Seré breve en el relato de lo sucedido y no adornaré con retórica literaria lo que aconteció. A este buzón de correos lo llamé el Atrapadestinos. Le puse dicho nombre porque en él permaneció durante más de veinte años una carta que nunca fue recogida por un empleado de correos, una carta que nunca se introdujo en una saca para llegar a su oficina de correos, que nunca fue transportada en una furgoneta, en un tren, o en un avión hacia otra ciudad. Aquella carta nunca viajó a esa otra ciudad, nunca llegó otra oficina de correos; nunca otro cartero la introdujo en otra saca y nunca la depositaron en el buzón de correos de su destino final. Aquella carta jamás viajó a lugar alguno.

Aquella carta era una simple carta que hablaba de una confesión de amor, de un destino compartido que nunca se compartió. Aquella carta se quedó dormida para la eternidad en ese buzón. Una carta que fue escrita, pero que nunca fue leída; una carta que guardó sueños y esperanzas, pero que quedaron en ese espacio de la duda que sus protagonistas conservaron para siempre sin saber lo qué realmente ocurrió. De todo este relato, lo único literario que encuentro es pensar que aquella carta se  convirtió en el texto de eso que llaman un amor platónico.

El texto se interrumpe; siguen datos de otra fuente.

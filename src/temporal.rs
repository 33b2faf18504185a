//! # Temporal Module
//!
//! Half-open validity intervals for historized entity versions.
//! All times are UTC epoch seconds; the `OPEN` sentinel marks a version
//! whose validity has not yet been superseded.

use serde::{Deserialize, Serialize};
use std::cmp::Ordering;
use std::fmt;
use time::OffsetDateTime;

/// A temporal instant as UTC epoch seconds.
/// Using i64 to support both past and future times, and to avoid floating point issues.
pub type Instant = i64;

/// Sentinel upper bound for a validity interval that is still open.
pub const OPEN: Instant = i64::MAX;

/// Convert an [`OffsetDateTime`] to an engine instant.
pub fn instant_from_datetime(dt: OffsetDateTime) -> Instant {
    dt.unix_timestamp()
}

/// A validity interval [start, end) where start < end.
///
/// Intervals are half-open: the start time is inclusive, the end time is
/// exclusive. Adjacent intervals [t0, t1) and [t1, t2) therefore tile time
/// without gaps, which is what the history partition invariant relies on.
#[derive(Debug, Clone, Copy, PartialEq, Eq, Hash, Serialize, Deserialize)]
pub struct Interval {
    /// Start time (inclusive)
    pub start: Instant,
    /// End time (exclusive, `OPEN` when not yet superseded)
    pub end: Instant,
}

impl Interval {
    /// Create a new interval with validation.
    ///
    /// # Errors
    /// Returns an error if start >= end (zero-length intervals are not allowed).
    pub fn new(start: Instant, end: Instant) -> anyhow::Result<Self> {
        if start >= end {
            anyhow::bail!(
                "Invalid interval: start ({}) must be less than end ({})",
                start,
                end
            );
        }
        Ok(Self { start, end })
    }

    /// Create an open-ended interval starting from a specific time.
    pub fn from_start(start: Instant) -> Self {
        Self { start, end: OPEN }
    }

    /// Check if this interval is still open (not yet superseded).
    pub fn is_open(&self) -> bool {
        self.end == OPEN
    }

    /// Check if this interval contains a specific instant.
    pub fn contains(&self, instant: Instant) -> bool {
        self.start <= instant && instant < self.end
    }

    /// Get the duration of this interval in seconds.
    /// Returns None for open intervals.
    pub fn duration(&self) -> Option<i64> {
        if self.end == OPEN {
            None
        } else {
            Some(self.end - self.start)
        }
    }
}

impl fmt::Display for Interval {
    fn fmt(&self, f: &mut fmt::Formatter<'_>) -> fmt::Result {
        if self.end == OPEN {
            write!(f, "[{}, +∞)", self.start)
        } else {
            write!(f, "[{}, {})", self.start, self.end)
        }
    }
}

impl PartialOrd for Interval {
    fn partial_cmp(&self, other: &Self) -> Option<Ordering> {
        Some(self.cmp(other))
    }
}

impl Ord for Interval {
    fn cmp(&self, other: &Self) -> Ordering {
        match self.start.cmp(&other.start) {
            Ordering::Equal => self.end.cmp(&other.end),
            ordering => ordering,
        }
    }
}

/// Check if two intervals are adjacent (meet).
#[inline]
pub fn is_adjacent(a: &Interval, b: &Interval) -> bool {
    a.end == b.start || b.end == a.start
}

/// Check if two intervals overlap.
#[inline]
pub fn is_overlapping(a: &Interval, b: &Interval) -> bool {
    // Half-open intervals overlap unless one ends at or before the other's start.
    a.start < b.end && b.start < a.end
}

/// Compute the intersection of two intervals.
/// Returns None if the intervals don't overlap.
pub fn intersect(a: &Interval, b: &Interval) -> Option<Interval> {
    let start = a.start.max(b.start);
    let end = a.end.min(b.end);

    if start < end {
        Some(Interval { start, end })
    } else {
        None
    }
}

/// Check that a set of intervals tiles time with no gaps and no overlaps.
///
/// The intervals must be sortable into a chain where each interval's end
/// equals the next interval's start. An empty set tiles trivially.
pub fn tiles(intervals: &[Interval]) -> bool {
    if intervals.is_empty() {
        return true;
    }

    let mut sorted: Vec<Interval> = intervals.to_vec();
    sorted.sort();

    for pair in sorted.windows(2) {
        if pair[0].end != pair[1].start {
            return false;
        }
    }
    true
}

#[cfg(test)]
mod tests {
    use super::*;

    #[test]
    fn test_interval_creation() {
        let interval = Interval::new(100, 200).unwrap();
        assert_eq!(interval.start, 100);
        assert_eq!(interval.end, 200);
    }

    #[test]
    fn test_interval_validation() {
        assert!(Interval::new(100, 100).is_err());
        assert!(Interval::new(200, 100).is_err());
    }

    #[test]
    fn test_interval_contains() {
        let interval = Interval::new(100, 200).unwrap();
        assert!(interval.contains(150));
        assert!(interval.contains(100)); // 100 is included in [100, 200)
        assert!(!interval.contains(200)); // 200 is excluded from [100, 200)
        assert!(!interval.contains(50));
    }

    #[test]
    fn test_open_interval() {
        let open = Interval::from_start(100);
        assert!(open.is_open());
        assert!(open.contains(100));
        assert!(open.contains(i64::MAX - 1));
        assert_eq!(open.duration(), None);
        assert_eq!(format!("{}", open), "[100, +∞)");
    }

    #[test]
    fn test_intersection() {
        let a = Interval::new(100, 200).unwrap();
        let b = Interval::new(150, 250).unwrap();
        let c = Interval::new(300, 400).unwrap();

        let intersection = intersect(&a, &b).unwrap();
        assert_eq!(intersection.start, 150);
        assert_eq!(intersection.end, 200);

        assert!(intersect(&a, &c).is_none());
    }

    #[test]
    fn test_adjacent_intervals() {
        let a = Interval::new(100, 200).unwrap();
        let b = Interval::new(200, 300).unwrap();
        let c = Interval::new(300, 400).unwrap();

        assert!(is_adjacent(&a, &b));
        assert!(is_adjacent(&b, &c));
        assert!(!is_adjacent(&a, &c));
    }

    #[test]
    fn test_overlapping_intervals() {
        let a = Interval::new(100, 200).unwrap();
        let b = Interval::new(150, 250).unwrap();
        let c = Interval::new(200, 300).unwrap();

        assert!(is_overlapping(&a, &b));
        assert!(!is_overlapping(&a, &c));
    }

    #[test]
    fn test_tiles_clean_chain() {
        let chain = vec![
            Interval::new(100, 200).unwrap(),
            Interval::new(200, 300).unwrap(),
            Interval::from_start(300),
        ];
        assert!(tiles(&chain));
    }

    #[test]
    fn test_tiles_rejects_gap_and_overlap() {
        let gapped = vec![
            Interval::new(100, 200).unwrap(),
            Interval::new(250, 300).unwrap(),
        ];
        assert!(!tiles(&gapped));

        let overlapping = vec![
            Interval::new(100, 200).unwrap(),
            Interval::new(150, 300).unwrap(),
        ];
        assert!(!tiles(&overlapping));
    }

    #[test]
    fn test_tiles_empty_and_singleton() {
        assert!(tiles(&[]));
        assert!(tiles(&[Interval::from_start(0)]));
    }
}
//! # Milestones Module
//!
//! Accumulating-snapshot tracking of long-running process instances. One
//! mutable record per process id gathers milestone timestamps as events
//! trickle in; durations and status are derived from the populated slots,
//! never stored independently.

use crate::error::EngineError;
use crate::model::{BatchContext, BatchId, ProcessId};
use crate::temporal::Instant;
use serde::{Deserialize, Serialize};
use std::collections::BTreeMap;
use tracing::{debug, warn};

/// What to do when an event arrives for an already-populated slot.
///
/// The two policies give materially different audit semantics, so the
/// choice is explicit per milestone and per deployment.
#[derive(Debug, Clone, Copy, Default, PartialEq, Eq, Serialize, Deserialize)]
#[serde(rename_all = "snake_case")]
pub enum RepeatPolicy {
    /// First write wins; repeats are ignored
    #[default]
    Ignore,
    /// Last write wins; repeats overwrite the slot
    Overwrite,
}

/// One named milestone slot in a process schema.
#[derive(Debug, Clone, PartialEq, Eq, Serialize, Deserialize)]
pub struct MilestoneDef {
    pub name: String,
    /// Reaching a terminal milestone freezes the instance
    #[serde(default)]
    pub terminal: bool,
}

impl MilestoneDef {
    pub fn new(name: impl Into<String>) -> Self {
        Self {
            name: name.into(),
            terminal: false,
        }
    }

    pub fn terminal(name: impl Into<String>) -> Self {
        Self {
            name: name.into(),
            terminal: true,
        }
    }
}

/// The ordered milestone schema for one process type. Externally supplied.
#[derive(Debug, Clone, Default, PartialEq, Serialize, Deserialize)]
pub struct MilestoneSchema {
    pub milestones: Vec<MilestoneDef>,
    /// Per-milestone repeat policy; unlisted milestones default to `Ignore`
    #[serde(default)]
    pub repeat_policies: BTreeMap<String, RepeatPolicy>,
}

impl MilestoneSchema {
    pub fn new(milestones: Vec<MilestoneDef>) -> Self {
        Self {
            milestones,
            repeat_policies: BTreeMap::new(),
        }
    }

    /// Validate the schema for one process type.
    pub fn validate(&self, process_type: &str) -> Result<(), EngineError> {
        if self.milestones.is_empty() {
            return Err(EngineError::schema(process_type, "schema has no milestones"));
        }
        let mut seen = std::collections::HashSet::new();
        for def in &self.milestones {
            if !seen.insert(def.name.as_str()) {
                return Err(EngineError::schema(
                    process_type,
                    format!("duplicate milestone '{}'", def.name),
                ));
            }
        }
        for name in self.repeat_policies.keys() {
            if self.position(name).is_none() {
                return Err(EngineError::schema(
                    process_type,
                    format!("repeat policy for unknown milestone '{}'", name),
                ));
            }
        }
        Ok(())
    }

    /// Position of a milestone in schema order.
    pub fn position(&self, name: &str) -> Option<usize> {
        self.milestones.iter().position(|def| def.name == name)
    }

    pub fn is_terminal(&self, name: &str) -> bool {
        self.milestones
            .iter()
            .any(|def| def.name == name && def.terminal)
    }

    pub fn repeat_policy(&self, name: &str) -> RepeatPolicy {
        self.repeat_policies.get(name).copied().unwrap_or_default()
    }
}

/// A populated milestone slot.
#[derive(Debug, Clone, PartialEq, Serialize, Deserialize)]
pub struct MilestoneSlot {
    pub reached_at: Instant,
    pub payload: Option<serde_json::Value>,
    /// The batch that populated (or last overwrote) this slot
    pub batch_id: BatchId,
}

/// Derived process status; always a pure function of the populated slots
/// against the ordered schema, so it can never drift from the data.
#[derive(Debug, Clone, PartialEq, Eq, Serialize, Deserialize)]
#[serde(rename_all = "snake_case")]
pub enum ProcessStatus {
    NotStarted,
    /// The furthest milestone reached, in schema order
    InProgress { latest: String },
    Completed,
}

/// One accumulating-snapshot row per process instance. Mutated in place as
/// milestones arrive; never versioned.
#[derive(Debug, Clone, PartialEq, Serialize, Deserialize)]
pub struct ProcessInstance {
    pub process_id: ProcessId,
    /// Populated milestone slots by name
    pub slots: BTreeMap<String, MilestoneSlot>,
}

impl ProcessInstance {
    fn new(process_id: ProcessId) -> Self {
        Self {
            process_id,
            slots: BTreeMap::new(),
        }
    }

    /// Durations between consecutive schema milestones, keyed
    /// "`from`_to_`to`". A missing endpoint yields None, never zero.
    pub fn durations(&self, schema: &MilestoneSchema) -> BTreeMap<String, Option<i64>> {
        let mut durations = BTreeMap::new();
        for pair in schema.milestones.windows(2) {
            let key = format!("{}_to_{}", pair[0].name, pair[1].name);
            let from = self.slots.get(&pair[0].name).map(|s| s.reached_at);
            let to = self.slots.get(&pair[1].name).map(|s| s.reached_at);
            let duration = match (from, to) {
                (Some(from), Some(to)) => Some(to - from),
                _ => None,
            };
            durations.insert(key, duration);
        }
        durations
    }

    /// Derive status from the populated slots.
    pub fn status(&self, schema: &MilestoneSchema) -> ProcessStatus {
        let terminal_reached = schema
            .milestones
            .iter()
            .any(|def| def.terminal && self.slots.contains_key(&def.name));
        if terminal_reached {
            return ProcessStatus::Completed;
        }

        let latest = schema
            .milestones
            .iter()
            .rev()
            .find(|def| self.slots.contains_key(&def.name));
        match latest {
            Some(def) => ProcessStatus::InProgress {
                latest: def.name.clone(),
            },
            None => ProcessStatus::NotStarted,
        }
    }
}

/// Effect of recording one milestone event.
#[derive(Debug, Clone, Copy, PartialEq, Eq, Serialize, Deserialize)]
#[serde(rename_all = "snake_case")]
pub enum RecordEffect {
    /// Instance created on its first milestone
    Created,
    /// Existing instance updated in place
    Updated,
    /// Slot already populated under the `Ignore` policy
    IgnoredDuplicate,
    /// Instance already reached a terminal milestone and is read-only
    IgnoredOutOfOrder,
}

/// Accumulator of process instances for one process type.
#[derive(Debug, Clone, Default, Serialize, Deserialize)]
pub struct Accumulator {
    process_type: String,
    schema: MilestoneSchema,
    instances: BTreeMap<ProcessId, ProcessInstance>,
}

impl Accumulator {
    pub fn new(process_type: impl Into<String>, schema: MilestoneSchema) -> Result<Self, EngineError> {
        let process_type = process_type.into();
        schema.validate(&process_type)?;
        Ok(Self {
            process_type,
            schema,
            instances: BTreeMap::new(),
        })
    }

    pub fn schema(&self) -> &MilestoneSchema {
        &self.schema
    }

    /// Record one milestone event.
    ///
    /// Instances are created lazily on the first milestone for a process
    /// id. Repeats on a populated slot follow the milestone's configured
    /// repeat policy. Once a terminal milestone is reached the instance is
    /// read-only and further events are ignored as out of order.
    pub fn record_milestone(
        &mut self,
        process_id: ProcessId,
        milestone: &str,
        reached_at: Instant,
        payload: Option<serde_json::Value>,
        ctx: &BatchContext,
    ) -> Result<RecordEffect, EngineError> {
        if self.schema.position(milestone).is_none() {
            return Err(EngineError::schema(
                &self.process_type,
                format!("unknown milestone '{}'", milestone),
            ));
        }

        let slot = MilestoneSlot {
            reached_at,
            payload,
            batch_id: ctx.batch_id.clone(),
        };

        let instance = match self.instances.entry(process_id.clone()) {
            std::collections::btree_map::Entry::Vacant(vacant) => {
                let mut instance = ProcessInstance::new(process_id.clone());
                instance.slots.insert(milestone.to_string(), slot);
                vacant.insert(instance);
                debug!(process_id = %process_id, milestone, "process instance created");
                return Ok(RecordEffect::Created);
            }
            std::collections::btree_map::Entry::Occupied(occupied) => occupied.into_mut(),
        };

        if instance.status(&self.schema) == ProcessStatus::Completed {
            warn!(
                process_id = %process_id,
                milestone,
                "event after terminal milestone ignored"
            );
            return Ok(RecordEffect::IgnoredOutOfOrder);
        }

        if instance.slots.contains_key(milestone) {
            match self.schema.repeat_policy(milestone) {
                RepeatPolicy::Ignore => {
                    debug!(process_id = %process_id, milestone, "duplicate milestone ignored");
                    return Ok(RecordEffect::IgnoredDuplicate);
                }
                RepeatPolicy::Overwrite => {
                    instance.slots.insert(milestone.to_string(), slot);
                    return Ok(RecordEffect::Updated);
                }
            }
        }

        instance.slots.insert(milestone.to_string(), slot);
        Ok(RecordEffect::Updated)
    }

    /// One process instance by id.
    pub fn instance(&self, process_id: &ProcessId) -> Option<&ProcessInstance> {
        self.instances.get(process_id)
    }

    /// One row per process id, in stable order.
    pub fn instances(&self) -> impl Iterator<Item = &ProcessInstance> {
        self.instances.values()
    }

    pub fn len(&self) -> usize {
        self.instances.len()
    }

    pub fn is_empty(&self) -> bool {
        self.instances.is_empty()
    }
}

Hoy, cuando restan pocas horas para que llegue el fatídico momento, solo puedo esbozar una sonrisa cuando escucho hablar de eso que se denomina spam. De esa basura que nos inunda cada día las bandejas de entrada de nuestros correos electrónicos. Y es que después de todos estos años, a veces pienso que detrás de ese indeseable correo, puede encontrarse el grito de auxilio de una mujer maltratada, la carta de despedida de un niño acosado por el bullying, la carta de un hipotecado hasta las orejas pidiendo que el desahucio no se lleve a cabo porque alguien le ha dado un trabajo y que con los seiscientos euros que cobrará, seguirá alimentando a ese banco que no tiene alma.

Quedan varias horas, mañana nadie sabrá nada de nada, pero a veces tengo la sensación de que el destino es un spam.